> Prompt
Print, in exact form, the lines below from the one containing "pub mod config;" through the one containing "against in-memory stores", and omit all others.

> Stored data
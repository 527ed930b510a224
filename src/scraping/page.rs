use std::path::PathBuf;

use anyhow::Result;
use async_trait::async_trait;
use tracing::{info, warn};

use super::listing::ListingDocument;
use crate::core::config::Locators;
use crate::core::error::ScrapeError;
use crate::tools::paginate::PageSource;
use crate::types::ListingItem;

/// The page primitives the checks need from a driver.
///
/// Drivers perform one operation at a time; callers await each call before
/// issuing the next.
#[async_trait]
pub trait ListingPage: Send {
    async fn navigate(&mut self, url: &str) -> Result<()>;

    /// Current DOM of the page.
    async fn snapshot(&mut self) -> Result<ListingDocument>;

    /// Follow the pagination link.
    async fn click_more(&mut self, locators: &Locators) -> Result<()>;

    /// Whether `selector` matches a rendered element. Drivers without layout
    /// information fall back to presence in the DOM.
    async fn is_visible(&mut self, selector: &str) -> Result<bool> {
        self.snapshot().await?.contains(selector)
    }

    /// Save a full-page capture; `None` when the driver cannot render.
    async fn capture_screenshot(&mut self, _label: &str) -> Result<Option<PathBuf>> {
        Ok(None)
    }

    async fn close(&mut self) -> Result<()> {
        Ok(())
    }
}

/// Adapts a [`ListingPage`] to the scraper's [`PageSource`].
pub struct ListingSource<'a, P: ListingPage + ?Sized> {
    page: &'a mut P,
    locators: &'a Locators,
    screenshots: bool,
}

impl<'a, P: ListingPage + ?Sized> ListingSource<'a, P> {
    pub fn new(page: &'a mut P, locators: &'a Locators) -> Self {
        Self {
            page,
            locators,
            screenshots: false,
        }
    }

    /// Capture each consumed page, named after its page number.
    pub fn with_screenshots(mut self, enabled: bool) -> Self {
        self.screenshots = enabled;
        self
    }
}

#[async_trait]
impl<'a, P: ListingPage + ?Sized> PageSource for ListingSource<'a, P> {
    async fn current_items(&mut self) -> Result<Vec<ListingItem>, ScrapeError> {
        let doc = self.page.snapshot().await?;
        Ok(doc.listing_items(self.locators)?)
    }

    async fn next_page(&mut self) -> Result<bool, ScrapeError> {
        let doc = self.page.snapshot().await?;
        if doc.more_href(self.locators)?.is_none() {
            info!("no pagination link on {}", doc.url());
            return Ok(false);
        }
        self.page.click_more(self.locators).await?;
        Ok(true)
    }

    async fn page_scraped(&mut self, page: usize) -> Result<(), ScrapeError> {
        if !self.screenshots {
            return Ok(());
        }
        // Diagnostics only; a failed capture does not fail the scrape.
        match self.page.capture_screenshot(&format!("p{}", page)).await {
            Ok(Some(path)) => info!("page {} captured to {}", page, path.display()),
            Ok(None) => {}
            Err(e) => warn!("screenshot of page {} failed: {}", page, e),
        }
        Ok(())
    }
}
...
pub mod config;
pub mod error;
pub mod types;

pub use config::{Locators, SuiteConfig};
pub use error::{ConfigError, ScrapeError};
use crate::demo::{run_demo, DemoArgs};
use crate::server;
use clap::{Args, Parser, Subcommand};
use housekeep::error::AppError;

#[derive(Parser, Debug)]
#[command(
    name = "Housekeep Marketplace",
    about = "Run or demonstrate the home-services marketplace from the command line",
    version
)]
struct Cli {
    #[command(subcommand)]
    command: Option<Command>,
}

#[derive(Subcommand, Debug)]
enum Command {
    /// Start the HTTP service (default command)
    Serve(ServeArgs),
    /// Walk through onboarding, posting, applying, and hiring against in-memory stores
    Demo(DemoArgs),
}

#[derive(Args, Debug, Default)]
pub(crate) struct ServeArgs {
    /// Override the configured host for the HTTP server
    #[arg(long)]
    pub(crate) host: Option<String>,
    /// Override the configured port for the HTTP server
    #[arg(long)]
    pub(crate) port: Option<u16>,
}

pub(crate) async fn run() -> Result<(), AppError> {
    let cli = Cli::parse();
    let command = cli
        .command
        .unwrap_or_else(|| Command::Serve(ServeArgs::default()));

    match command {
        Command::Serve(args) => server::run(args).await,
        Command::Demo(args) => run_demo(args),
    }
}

> Written response
pub mod config;
pub mod error;
pub mod types;

pub use config::{Locators, SuiteConfig};
pub use error::{ConfigError, ScrapeError};
use crate::demo::{run_demo, DemoArgs};
use crate::server;
use clap::{Args, Parser, Subcommand};
use housekeep::error::AppError;

#[derive(Parser, Debug)]
#[command(
    name = "Housekeep Marketplace",
    about = "Run or demonstrate the home-services marketplace from the command line",
    version
)]
struct Cli {
    #[command(subcommand)]
    command: Option<Command>,
}

#[derive(Subcommand, Debug)]
enum Command {
    /// Start the HTTP service (default command)
    Serve(ServeArgs),
    /// Walk through onboarding, posting, applying, and hiring against in-memory stores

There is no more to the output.